The US dollar broke out from a multi-month descending channel on February 6th.
I’ve discussed that breakout several times here on the blog and in recent weekly forecasts.
Since then, the US Dollar Index (DXY) has carved higher highs and lows.
However, given recent developments, traders shouldn’t get too comfortable with their bias.
While the DXY is still in an uptrend, a potential rising wedge has developed from the February low.
Rising wedges like the one above can signal fatigue from buyers.
But this is an unconfirmed pattern as confirmation requires a 4-hour and daily close below support.
If we look at the EURUSD, we can see the inverse of the DXY pattern above.
However, the euro’s structure is even tighter than the one above.
From the 4-hour time frame below, it seems EURUSD has to make a decision in the next 24 hours.

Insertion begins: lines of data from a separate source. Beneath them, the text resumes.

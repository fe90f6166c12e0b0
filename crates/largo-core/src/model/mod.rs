//! Pointer, action, transfer, and lock data carriers.
//!
//! # Design
//! - Pure data carriers; IO and wire negotiation live in the transfer and locking crates.
//! - Server-offered actions are an enumerated set so "not offered" is a `None`, not a
//!   missing map key.

use std::collections::BTreeMap;
use std::fmt::{self, Display, Formatter};
use std::path::PathBuf;

use chrono::{DateTime, Duration as ChronoDuration, Utc};
use serde::{Deserialize, Serialize};

/// Direction of a negotiated transfer.
#[derive(Debug, Clone, Copy, PartialEq, Eq, Hash, Serialize, Deserialize)]
#[serde(rename_all = "lowercase")]
pub enum Direction {
    /// Local object is sent to the remote store.
    Upload,
    /// Remote object is fetched into local storage.
    Download,
}

impl Direction {
    /// Wire name used in batch requests.
    #[must_use]
    pub const fn as_str(self) -> &'static str {
        match self {
            Self::Upload => "upload",
            Self::Download => "download",
        }
    }

    /// Action kind that performs the primary work for this direction.
    #[must_use]
    pub const fn action_kind(self) -> ActionKind {
        match self {
            Self::Upload => ActionKind::Upload,
            Self::Download => ActionKind::Download,
        }
    }
}

impl Display for Direction {
    fn fmt(&self, formatter: &mut Formatter<'_>) -> fmt::Result {
        formatter.write_str(self.as_str())
    }
}

/// One large-object candidate discovered by a scan.
#[derive(Debug, Clone, PartialEq, Eq, Hash, Serialize, Deserialize)]
pub struct Pointer {
    /// Content hash identifying the object.
    pub oid: String,
    /// Object size in bytes.
    pub size: u64,
    /// Working-tree path the pointer was found at.
    pub path: PathBuf,
}

impl Pointer {
    /// Build a pointer from its parts.
    #[must_use]
    pub fn new(oid: impl Into<String>, size: u64, path: impl Into<PathBuf>) -> Self {
        Self {
            oid: oid.into(),
            size,
            path: path.into(),
        }
    }
}

/// Names of the actions a remote may offer for an object.
#[derive(Debug, Clone, Copy, PartialEq, Eq, Hash)]
pub enum ActionKind {
    /// Write the object to the remote store.
    Upload,
    /// Read the object from the remote store.
    Download,
    /// Confirm a completed upload.
    Verify,
}

impl ActionKind {
    /// Wire name of the action.
    #[must_use]
    pub const fn as_str(self) -> &'static str {
        match self {
            Self::Upload => "upload",
            Self::Download => "download",
            Self::Verify => "verify",
        }
    }
}

/// Server-issued, time-bounded capability for one network operation.
#[derive(Debug, Clone, PartialEq, Eq, Serialize, Deserialize)]
pub struct Action {
    /// Target URL.
    pub href: String,
    /// Extra request headers; names compare case-insensitively.
    #[serde(default, skip_serializing_if = "BTreeMap::is_empty")]
    pub header: BTreeMap<String, String>,
    /// Relative lifetime in seconds, as sent by the remote.
    #[serde(default, skip_serializing_if = "Option::is_none")]
    pub expires_in: Option<i64>,
    /// Absolute expiry, as sent by the remote or anchored from `expires_in`.
    #[serde(default, skip_serializing_if = "Option::is_none")]
    pub expires_at: Option<DateTime<Utc>>,
}

impl Action {
    /// Build an action with no headers and no expiry.
    #[must_use]
    pub fn new(href: impl Into<String>) -> Self {
        Self {
            href: href.into(),
            header: BTreeMap::new(),
            expires_in: None,
            expires_at: None,
        }
    }

    /// Add a request header.
    #[must_use]
    pub fn with_header(mut self, name: impl Into<String>, value: impl Into<String>) -> Self {
        self.header.insert(name.into(), value.into());
        self
    }

    /// Set an absolute expiry.
    #[must_use]
    pub const fn with_expires_at(mut self, expires_at: DateTime<Utc>) -> Self {
        self.expires_at = Some(expires_at);
        self
    }

    /// Look up a header value ignoring name case.
    #[must_use]
    pub fn header_value(&self, name: &str) -> Option<&str> {
        self.header
            .iter()
            .find(|(key, _)| key.eq_ignore_ascii_case(name))
            .map(|(_, value)| value.as_str())
    }

    /// Resolve `expires_in` against the time the action was received, keeping the
    /// earlier of the relative and absolute expiries.
    #[must_use]
    pub fn anchored(mut self, received_at: DateTime<Utc>) -> Self {
        let relative = self
            .expires_in
            .filter(|seconds| *seconds != 0)
            .and_then(ChronoDuration::try_seconds)
            .and_then(|delta| received_at.checked_add_signed(delta));
        self.expires_at = match (self.expires_at, relative) {
            (Some(absolute), Some(relative)) => Some(absolute.min(relative)),
            (absolute, relative) => absolute.or(relative),
        };
        self.expires_in = None;
        self
    }

    /// Whether the action expires before `now + window`.
    #[must_use]
    pub fn is_expired_within(&self, now: DateTime<Utc>, window: ChronoDuration) -> bool {
        self.expires_at.is_some_and(|at| at <= now + window)
    }
}

/// Actions offered by the remote for one object.
#[derive(Debug, Clone, Default, PartialEq, Eq, Serialize, Deserialize)]
pub struct ActionSet {
    /// Upload capability, when the remote wants the object.
    #[serde(default, skip_serializing_if = "Option::is_none")]
    pub upload: Option<Action>,
    /// Download capability, when the remote has the object.
    #[serde(default, skip_serializing_if = "Option::is_none")]
    pub download: Option<Action>,
    /// Post-upload confirmation capability.
    #[serde(default, skip_serializing_if = "Option::is_none")]
    pub verify: Option<Action>,
}

impl ActionSet {
    /// Fetch the action of the given kind.
    #[must_use]
    pub const fn get(&self, kind: ActionKind) -> Option<&Action> {
        match kind {
            ActionKind::Upload => self.upload.as_ref(),
            ActionKind::Download => self.download.as_ref(),
            ActionKind::Verify => self.verify.as_ref(),
        }
    }

    /// Fetch the action that performs the primary work for `direction`.
    #[must_use]
    pub const fn primary(&self, direction: Direction) -> Option<&Action> {
        self.get(direction.action_kind())
    }

    /// Anchor every offered action to the time the batch response arrived.
    #[must_use]
    pub fn anchored(self, received_at: DateTime<Utc>) -> Self {
        Self {
            upload: self.upload.map(|action| action.anchored(received_at)),
            download: self.download.map(|action| action.anchored(received_at)),
            verify: self.verify.map(|action| action.anchored(received_at)),
        }
    }

    /// True when no action was offered.
    #[must_use]
    pub const fn is_empty(&self) -> bool {
        self.upload.is_none() && self.download.is_none() && self.verify.is_none()
    }
}

/// One unit of work resolved from a batch response.
#[derive(Debug, Clone, PartialEq, Eq, Serialize, Deserialize)]
pub struct Transfer {
    /// Object identifier.
    pub oid: String,
    /// Declared size in bytes.
    pub size: u64,
    /// Working-tree path of the originating pointer.
    pub path: PathBuf,
    /// Whether the remote marked the actions as pre-authenticated.
    #[serde(default)]
    pub authenticated: bool,
    /// Actions offered by the remote.
    #[serde(default)]
    pub actions: ActionSet,
}

impl Transfer {
    /// Build a transfer for `pointer` with the offered actions.
    #[must_use]
    pub fn from_pointer(pointer: &Pointer, actions: ActionSet) -> Self {
        Self {
            oid: pointer.oid.clone(),
            size: pointer.size,
            path: pointer.path.clone(),
            authenticated: false,
            actions,
        }
    }

    /// Pointer this transfer was negotiated for, used when re-batching.
    #[must_use]
    pub fn pointer(&self) -> Pointer {
        Pointer::new(self.oid.clone(), self.size, self.path.clone())
    }
}

/// A git ref, optionally pinned to a commit.
#[derive(Debug, Clone, PartialEq, Eq, Hash, Serialize, Deserialize)]
pub struct Ref {
    /// Fully qualified name, e.g. `refs/heads/main`.
    pub name: String,
    /// Commit the ref pointed at when resolved.
    #[serde(default, skip_serializing_if = "Option::is_none")]
    pub sha: Option<String>,
}

impl Ref {
    /// Build a ref from a fully qualified or short branch name.
    #[must_use]
    pub fn new(name: impl Into<String>) -> Self {
        let name = name.into();
        let name = if name.starts_with("refs/") {
            name
        } else {
            format!("refs/heads/{name}")
        };
        Self { name, sha: None }
    }

    /// Attach the commit the ref points at.
    #[must_use]
    pub fn with_sha(mut self, sha: impl Into<String>) -> Self {
        self.sha = Some(sha.into());
        self
    }

    /// Name without the `refs/heads/` or `refs/remotes/<remote>/` prefix.
    #[must_use]
    pub fn short_name(&self) -> &str {
        if let Some(branch) = self.name.strip_prefix("refs/heads/") {
            return branch;
        }
        if let Some(rest) = self.name.strip_prefix("refs/remotes/") {
            return rest.split_once('/').map_or(rest, |(_, branch)| branch);
        }
        self.name.strip_prefix("refs/tags/").unwrap_or(&self.name)
    }
}

impl Display for Ref {
    fn fmt(&self, formatter: &mut Formatter<'_>) -> fmt::Result {
        formatter.write_str(&self.name)
    }
}

/// Local ref paired with the remote-tracking ref operations are scoped to.
#[derive(Debug, Clone, PartialEq, Eq)]
pub struct RefUpdate {
    left: Ref,
    right: Ref,
}

impl RefUpdate {
    /// Pair a local ref with its remote-tracking ref.
    #[must_use]
    pub const fn new(left: Ref, right: Ref) -> Self {
        Self { left, right }
    }

    /// Local ref.
    #[must_use]
    pub const fn left(&self) -> &Ref {
        &self.left
    }

    /// Remote-tracking ref sent to the remote authority.
    #[must_use]
    pub const fn right(&self) -> &Ref {
        &self.right
    }
}

/// Identity recorded as the holder of a lock.
#[derive(Debug, Clone, PartialEq, Eq, Serialize, Deserialize)]
pub struct LockOwner {
    /// Display name of the holder.
    pub name: String,
}

/// Exclusive claim on a repository path held by the remote authority.
#[derive(Debug, Clone, PartialEq, Eq, Serialize, Deserialize)]
pub struct Lock {
    /// Identifier assigned by the remote.
    pub id: String,
    /// Canonical repository-relative path, always `/`-separated.
    pub path: String,
    /// Holder of the lock when reported by the remote.
    #[serde(default, skip_serializing_if = "Option::is_none")]
    pub owner: Option<LockOwner>,
    /// Creation time reported by the remote.
    pub locked_at: DateTime<Utc>,
    /// Remote ref the lock was negotiated against.
    #[serde(default, rename = "ref", skip_serializing_if = "Option::is_none")]
    pub remote_ref: Option<Ref>,
}

impl Lock {
    /// Holder name, or `unknown` when the remote did not report one.
    #[must_use]
    pub fn owner_name(&self) -> &str {
        self.owner.as_ref().map_or("unknown", |owner| owner.name.as_str())
    }
}

#[cfg(test)]
mod tests {
    use super::*;
    use chrono::TimeZone;

    #[test]
    fn ref_normalises_short_branch_names() {
        let branch = Ref::new("main");
        assert_eq!(branch.name, "refs/heads/main");
        assert_eq!(branch.short_name(), "main");

        let tracking = Ref::new("refs/remotes/origin/feature/x");
        assert_eq!(tracking.short_name(), "feature/x");
        assert_eq!(Ref::new("refs/tags/v1").short_name(), "v1");
    }

    #[test]
    fn action_headers_are_case_insensitive() {
        let action = Action::new("https://example.test/obj").with_header("Foo", "bar");
        assert_eq!(action.header_value("foo"), Some("bar"));
        assert_eq!(action.header_value("FOO"), Some("bar"));
        assert_eq!(action.header_value("missing"), None);
    }

    #[test]
    fn anchored_action_keeps_the_earliest_expiry() {
        let received = Utc.with_ymd_and_hms(2024, 1, 1, 0, 0, 0).single().expect("timestamp");
        let mut action = Action::new("https://example.test/obj")
            .with_expires_at(received + ChronoDuration::seconds(600));
        action.expires_in = Some(60);

        let anchored = action.anchored(received);
        assert_eq!(anchored.expires_at, Some(received + ChronoDuration::seconds(60)));
        assert_eq!(anchored.expires_in, None);
        assert!(!anchored.is_expired_within(received, ChronoDuration::seconds(5)));
        assert!(anchored.is_expired_within(
            received + ChronoDuration::seconds(56),
            ChronoDuration::seconds(5)
        ));
    }

    #[test]
    fn action_without_expiry_never_expires() {
        let action = Action::new("https://example.test/obj").anchored(Utc::now());
        assert!(!action.is_expired_within(Utc::now(), ChronoDuration::days(365)));
    }

    #[test]
    fn action_set_selects_primary_action_by_direction() {
        let actions = ActionSet {
            upload: Some(Action::new("https://example.test/up")),
            download: None,
            verify: Some(Action::new("https://example.test/verify")),
        };
        assert_eq!(
            actions.primary(Direction::Upload).map(|a| a.href.as_str()),
            Some("https://example.test/up")
        );
        assert!(actions.primary(Direction::Download).is_none());
        assert!(!actions.is_empty());
        assert!(ActionSet::default().is_empty());
    }

    #[test]
    fn action_set_ignores_unknown_actions_on_the_wire() -> anyhow::Result<()> {
        let actions: ActionSet = serde_json::from_value(serde_json::json!({
            "download": {"href": "https://example.test/dl", "header": {"Authorization": "t"}},
            "mirror": {"href": "https://example.test/mirror"}
        }))?;
        assert!(actions.upload.is_none());
        let download = actions.download.expect("download offered");
        assert_eq!(download.header_value("authorization"), Some("t"));
        Ok(())
    }

    #[test]
    fn lock_round_trips_remote_payload() -> anyhow::Result<()> {
        let lock: Lock = serde_json::from_value(serde_json::json!({
            "id": "42",
            "path": "assets/logo.psd",
            "owner": {"name": "Jane"},
            "locked_at": "2024-01-01T00:00:00Z"
        }))?;
        assert_eq!(lock.owner_name(), "Jane");
        assert!(lock.remote_ref.is_none());

        let rendered = serde_json::to_value(&lock)?;
        assert!(rendered.get("ref").is_none());
        Ok(())
    }
}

To be clear, the EURUSD downtrend is still intact as of now.
The same goes for the DXY uptrend.
But if these structures confirm in the coming days, it could signal a bullish reversal for pairs like EURUSD.
Key resistance for the euro is 1.0625. That’s the area bulls need to clear on a 4-hour closing basis.
Do that, and the EURUSD could turn higher toward 1.0780 and potentially 1.0850.
Alternatively, a higher time frame close below 1.0580 support will confirm the breakdown.
Either way, the wedge below is one to watch, as it could have significant implications for next week.
But I have to stress that this is not a call to long the EURUSD, as the downtrend is intact and the pair remains below the February 1st trend line.
It’s simply a heads in case we get a surprise move in the next 24 hours.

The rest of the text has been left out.